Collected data
=-=-=-=-=
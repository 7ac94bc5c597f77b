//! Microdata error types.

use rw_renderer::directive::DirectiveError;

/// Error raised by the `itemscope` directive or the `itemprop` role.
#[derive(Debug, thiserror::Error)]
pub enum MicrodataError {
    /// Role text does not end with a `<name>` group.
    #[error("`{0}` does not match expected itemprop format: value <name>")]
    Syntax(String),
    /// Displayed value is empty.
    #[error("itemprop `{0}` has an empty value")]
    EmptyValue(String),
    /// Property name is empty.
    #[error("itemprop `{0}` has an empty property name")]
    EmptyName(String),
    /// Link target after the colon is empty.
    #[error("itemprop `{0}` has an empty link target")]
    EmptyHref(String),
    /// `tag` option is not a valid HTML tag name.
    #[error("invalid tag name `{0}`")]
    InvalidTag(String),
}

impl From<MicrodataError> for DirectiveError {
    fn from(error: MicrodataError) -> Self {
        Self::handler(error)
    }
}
=-=-=-=-=
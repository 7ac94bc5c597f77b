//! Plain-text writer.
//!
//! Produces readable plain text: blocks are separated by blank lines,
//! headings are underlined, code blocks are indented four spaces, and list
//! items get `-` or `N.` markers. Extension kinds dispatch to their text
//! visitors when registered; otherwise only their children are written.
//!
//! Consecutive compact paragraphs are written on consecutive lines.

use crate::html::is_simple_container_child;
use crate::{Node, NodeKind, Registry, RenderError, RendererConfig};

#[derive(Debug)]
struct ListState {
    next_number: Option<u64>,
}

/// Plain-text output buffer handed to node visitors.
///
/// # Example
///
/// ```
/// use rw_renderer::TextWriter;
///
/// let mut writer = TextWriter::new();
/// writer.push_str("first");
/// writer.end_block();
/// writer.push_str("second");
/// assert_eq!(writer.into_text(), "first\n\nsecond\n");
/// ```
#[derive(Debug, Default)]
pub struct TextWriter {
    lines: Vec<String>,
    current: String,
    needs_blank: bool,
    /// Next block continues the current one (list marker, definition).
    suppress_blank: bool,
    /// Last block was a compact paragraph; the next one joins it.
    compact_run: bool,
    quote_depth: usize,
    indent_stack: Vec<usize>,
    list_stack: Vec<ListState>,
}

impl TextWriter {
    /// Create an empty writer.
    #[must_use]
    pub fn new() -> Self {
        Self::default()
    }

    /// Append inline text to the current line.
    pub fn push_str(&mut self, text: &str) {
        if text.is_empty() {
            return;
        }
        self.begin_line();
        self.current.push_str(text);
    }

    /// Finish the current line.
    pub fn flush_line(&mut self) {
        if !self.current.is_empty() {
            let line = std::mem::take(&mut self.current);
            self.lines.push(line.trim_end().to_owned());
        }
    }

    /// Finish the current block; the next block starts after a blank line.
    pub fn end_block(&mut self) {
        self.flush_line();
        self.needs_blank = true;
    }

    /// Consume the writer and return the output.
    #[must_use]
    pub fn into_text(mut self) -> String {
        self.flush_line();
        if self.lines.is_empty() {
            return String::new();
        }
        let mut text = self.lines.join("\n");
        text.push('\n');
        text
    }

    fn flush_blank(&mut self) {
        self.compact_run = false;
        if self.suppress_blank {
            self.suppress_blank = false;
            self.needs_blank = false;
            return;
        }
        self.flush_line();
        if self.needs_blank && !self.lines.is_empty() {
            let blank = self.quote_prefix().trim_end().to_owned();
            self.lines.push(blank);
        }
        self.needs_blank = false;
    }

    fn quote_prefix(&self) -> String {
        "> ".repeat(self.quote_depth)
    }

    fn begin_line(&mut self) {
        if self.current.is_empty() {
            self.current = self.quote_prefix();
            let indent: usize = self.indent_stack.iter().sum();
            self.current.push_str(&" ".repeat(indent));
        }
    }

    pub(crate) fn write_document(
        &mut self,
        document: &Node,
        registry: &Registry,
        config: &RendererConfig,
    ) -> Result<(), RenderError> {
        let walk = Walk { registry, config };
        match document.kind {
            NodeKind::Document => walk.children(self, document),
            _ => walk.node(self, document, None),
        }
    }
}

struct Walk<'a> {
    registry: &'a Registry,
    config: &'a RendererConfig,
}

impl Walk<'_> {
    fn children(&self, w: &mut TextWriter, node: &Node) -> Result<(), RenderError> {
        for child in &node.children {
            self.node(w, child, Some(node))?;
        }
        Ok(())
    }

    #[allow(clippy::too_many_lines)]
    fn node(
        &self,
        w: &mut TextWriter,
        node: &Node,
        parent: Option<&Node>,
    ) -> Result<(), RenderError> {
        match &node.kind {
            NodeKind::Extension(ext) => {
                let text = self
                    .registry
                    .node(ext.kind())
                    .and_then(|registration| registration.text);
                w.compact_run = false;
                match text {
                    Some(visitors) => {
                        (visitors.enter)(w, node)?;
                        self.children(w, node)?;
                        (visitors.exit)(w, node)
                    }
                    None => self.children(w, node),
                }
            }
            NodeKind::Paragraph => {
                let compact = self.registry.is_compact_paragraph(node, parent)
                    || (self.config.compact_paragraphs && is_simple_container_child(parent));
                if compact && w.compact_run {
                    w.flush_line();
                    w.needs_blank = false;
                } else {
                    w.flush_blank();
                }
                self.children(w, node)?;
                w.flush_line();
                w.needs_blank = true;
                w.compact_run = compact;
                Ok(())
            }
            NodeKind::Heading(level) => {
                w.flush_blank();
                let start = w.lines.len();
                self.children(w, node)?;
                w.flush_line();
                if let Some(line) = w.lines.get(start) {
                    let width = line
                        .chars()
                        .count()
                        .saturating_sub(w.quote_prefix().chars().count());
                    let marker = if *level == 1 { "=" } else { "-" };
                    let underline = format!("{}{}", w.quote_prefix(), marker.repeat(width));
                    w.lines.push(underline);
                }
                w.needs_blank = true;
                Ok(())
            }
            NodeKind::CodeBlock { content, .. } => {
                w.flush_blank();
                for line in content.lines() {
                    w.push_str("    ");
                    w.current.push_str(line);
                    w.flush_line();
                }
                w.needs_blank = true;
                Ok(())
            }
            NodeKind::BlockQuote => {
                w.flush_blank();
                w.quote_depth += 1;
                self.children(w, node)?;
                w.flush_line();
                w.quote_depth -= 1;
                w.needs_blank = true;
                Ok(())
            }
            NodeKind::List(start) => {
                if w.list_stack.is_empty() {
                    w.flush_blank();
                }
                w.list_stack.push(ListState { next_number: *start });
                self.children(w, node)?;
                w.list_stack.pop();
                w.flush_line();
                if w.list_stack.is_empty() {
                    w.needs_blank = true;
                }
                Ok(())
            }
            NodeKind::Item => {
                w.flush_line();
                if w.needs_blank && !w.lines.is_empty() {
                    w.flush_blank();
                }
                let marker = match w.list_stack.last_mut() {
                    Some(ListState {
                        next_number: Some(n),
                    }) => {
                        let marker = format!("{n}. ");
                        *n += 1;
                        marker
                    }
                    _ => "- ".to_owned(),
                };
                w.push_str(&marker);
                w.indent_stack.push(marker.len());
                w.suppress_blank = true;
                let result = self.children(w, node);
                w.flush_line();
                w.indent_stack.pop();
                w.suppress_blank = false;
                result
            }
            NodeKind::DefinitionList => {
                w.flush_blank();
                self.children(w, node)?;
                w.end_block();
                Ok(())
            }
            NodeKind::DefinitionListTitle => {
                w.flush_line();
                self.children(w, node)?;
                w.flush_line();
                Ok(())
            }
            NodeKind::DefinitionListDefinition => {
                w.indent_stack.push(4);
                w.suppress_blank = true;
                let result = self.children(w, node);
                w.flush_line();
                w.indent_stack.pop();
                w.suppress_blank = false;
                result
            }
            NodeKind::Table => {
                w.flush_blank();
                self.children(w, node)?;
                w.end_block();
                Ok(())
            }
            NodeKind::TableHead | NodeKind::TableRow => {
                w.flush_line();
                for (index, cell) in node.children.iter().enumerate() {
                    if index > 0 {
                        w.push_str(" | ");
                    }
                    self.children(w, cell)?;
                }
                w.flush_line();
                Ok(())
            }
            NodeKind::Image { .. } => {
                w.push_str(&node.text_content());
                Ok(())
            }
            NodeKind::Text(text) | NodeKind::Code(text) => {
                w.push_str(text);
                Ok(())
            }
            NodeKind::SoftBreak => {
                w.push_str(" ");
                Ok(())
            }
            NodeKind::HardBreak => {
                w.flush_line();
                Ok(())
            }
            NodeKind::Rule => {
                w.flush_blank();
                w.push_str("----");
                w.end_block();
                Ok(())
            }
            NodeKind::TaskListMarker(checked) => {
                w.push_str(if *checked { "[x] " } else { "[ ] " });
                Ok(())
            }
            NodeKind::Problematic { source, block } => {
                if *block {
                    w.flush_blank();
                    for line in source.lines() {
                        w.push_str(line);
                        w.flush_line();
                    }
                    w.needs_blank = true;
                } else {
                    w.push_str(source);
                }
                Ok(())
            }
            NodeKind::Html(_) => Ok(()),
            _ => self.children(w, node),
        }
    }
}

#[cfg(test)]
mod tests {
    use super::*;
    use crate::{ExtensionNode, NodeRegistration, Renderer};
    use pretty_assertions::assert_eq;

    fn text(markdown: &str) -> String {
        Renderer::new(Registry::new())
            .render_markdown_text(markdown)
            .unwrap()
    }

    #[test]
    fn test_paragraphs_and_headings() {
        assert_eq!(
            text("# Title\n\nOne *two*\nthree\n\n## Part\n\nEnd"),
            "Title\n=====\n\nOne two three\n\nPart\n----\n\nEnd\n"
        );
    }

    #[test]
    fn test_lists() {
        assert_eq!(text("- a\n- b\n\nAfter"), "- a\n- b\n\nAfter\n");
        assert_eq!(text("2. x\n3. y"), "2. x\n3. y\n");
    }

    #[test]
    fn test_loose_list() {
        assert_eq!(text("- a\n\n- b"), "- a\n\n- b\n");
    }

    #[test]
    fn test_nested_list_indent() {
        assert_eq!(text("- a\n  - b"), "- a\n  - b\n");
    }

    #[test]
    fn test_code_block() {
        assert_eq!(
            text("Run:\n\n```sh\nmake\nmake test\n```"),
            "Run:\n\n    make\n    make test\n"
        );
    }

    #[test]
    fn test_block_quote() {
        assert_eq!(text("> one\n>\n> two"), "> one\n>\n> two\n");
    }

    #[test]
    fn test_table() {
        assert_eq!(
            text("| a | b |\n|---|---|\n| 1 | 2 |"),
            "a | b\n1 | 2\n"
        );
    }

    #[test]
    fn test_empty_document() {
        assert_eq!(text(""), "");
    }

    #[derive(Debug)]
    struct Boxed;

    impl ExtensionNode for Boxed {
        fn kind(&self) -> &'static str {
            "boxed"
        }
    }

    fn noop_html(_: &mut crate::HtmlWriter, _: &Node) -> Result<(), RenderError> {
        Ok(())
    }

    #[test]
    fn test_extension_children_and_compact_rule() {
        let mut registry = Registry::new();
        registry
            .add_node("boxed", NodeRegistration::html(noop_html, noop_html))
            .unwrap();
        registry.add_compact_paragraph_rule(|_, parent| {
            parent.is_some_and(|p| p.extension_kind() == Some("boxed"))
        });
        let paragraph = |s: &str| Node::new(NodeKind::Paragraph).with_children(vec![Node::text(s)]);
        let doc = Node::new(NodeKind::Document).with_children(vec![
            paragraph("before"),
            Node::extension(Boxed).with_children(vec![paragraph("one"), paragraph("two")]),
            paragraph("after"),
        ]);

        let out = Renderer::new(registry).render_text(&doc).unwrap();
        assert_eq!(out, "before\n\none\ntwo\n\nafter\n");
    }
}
=-=-=-=-=
__Task directions__:
Write out every line from the entries where "before" appears.

__Reply to the exercise__:
            paragraph("before"),
        assert_eq!(out, "before\n\none\ntwo\n\nafter\n");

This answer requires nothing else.